A partir de agora, que é aspirante a mito, o prodígio britânico terá sobre os ombros e as piruetas a expectativa de sua torcida e da mídia de todo o mundo. Sobre ele não recai o favoritismo ao ouro, mas a perspectiva de ser um dos maiores da história.

domingo, 19 de julho de 2009

Mergulho profundo

Quando parecia que a China dominaria totalmente as provas de Saltos Ornamentais no Mundial de Roma, eis que uma mexicana recebe uma nota 10 e frustra os planos dos orientais. Paola Espinosa, que ainda vai completar 23 anos no próximo dia 31, conquistou, ontem, o ouro na prova da Plataforma de 10m. Para chegar ao primeiro ouro de seu país em mundiais de Desportes Aquáticos, ela teve de superar as chinesas Chen Ruolin, ouro na prova nas últimas Olimpíadas, e Kang Li, que ficaram, respectivamente, em 2º e 3º lugar. O título mereceu, até, um telefonema de congratulações do Presidente do México, Felipe Calderon.
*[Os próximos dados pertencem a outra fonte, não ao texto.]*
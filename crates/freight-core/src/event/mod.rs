//! Definiciones de eventos y trait EventStore.

mod store;
mod types;

pub use store::{EventStore, InMemoryEventStore};
pub use types::{FlowEvent, FlowEventKind};
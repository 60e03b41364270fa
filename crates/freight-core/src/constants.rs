//! Constantes del motor de pasos.

/// Versión lógica del motor. Forma parte del fingerprint de cada envío, de
/// modo que un cambio de versión produce fingerprints distintos aunque el
/// valor agregado sea idéntico.
pub const ENGINE_VERSION: &str = "S1.0";
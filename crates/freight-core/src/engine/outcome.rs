use serde::{Deserialize, Serialize};

use crate::step::FieldErrors;

/// Resultado de `advance`.
#[derive(Debug, Clone, PartialEq, Eq, Serialize, Deserialize)]
pub enum Advance {
    /// El step actual no valida; no hubo navegación.
    Blocked(FieldErrors),
    /// Índices 1-based dentro de los steps activos.
    Moved { from: usize, to: usize },
    /// Era el último step activo (o no había ninguno): se intentó el envío.
    Submitted(SubmitOutcome),
}

/// Resultado de `submit`.
#[derive(Debug, Clone, PartialEq, Eq, Serialize, Deserialize)]
pub enum SubmitOutcome {
    /// Algún step activo no valida. El callback no se invocó.
    Rejected { invalid_steps: Vec<String> },
    /// El callback del host terminó bien.
    Completed,
    /// El callback del host falló. El error ya quedó registrado; mostrarlo
    /// al usuario es tarea del host.
    CallbackFailed,
}

/// Posición dentro de los steps activos (alimenta la barra de progreso y
/// la etiqueta "Next"/"Submit" del host).
#[derive(Debug, Clone, Copy, PartialEq, Eq, Serialize, Deserialize)]
pub struct Progress {
    pub current: usize,
    pub total: usize,
    pub is_last: bool,
}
Paola Espinosa, embora muito jovem, já tem uma medalha olímpica no currículo. Saltando com Tatiana Ortiz, em Pequim, ela ficou com o bronze no Salto Sincronizado da Plataforma de 10m. Na prova individual daqueles Jogos, ela ficou na quarta posição. O título em Roma concretiza, finalmente, a promessa de seis anos atrás, quando, com apenas 17 anos, no Mundial de Barcelona, ela ficou com o bronze na prova do Salto Sincronizado do Trampolim de 3m.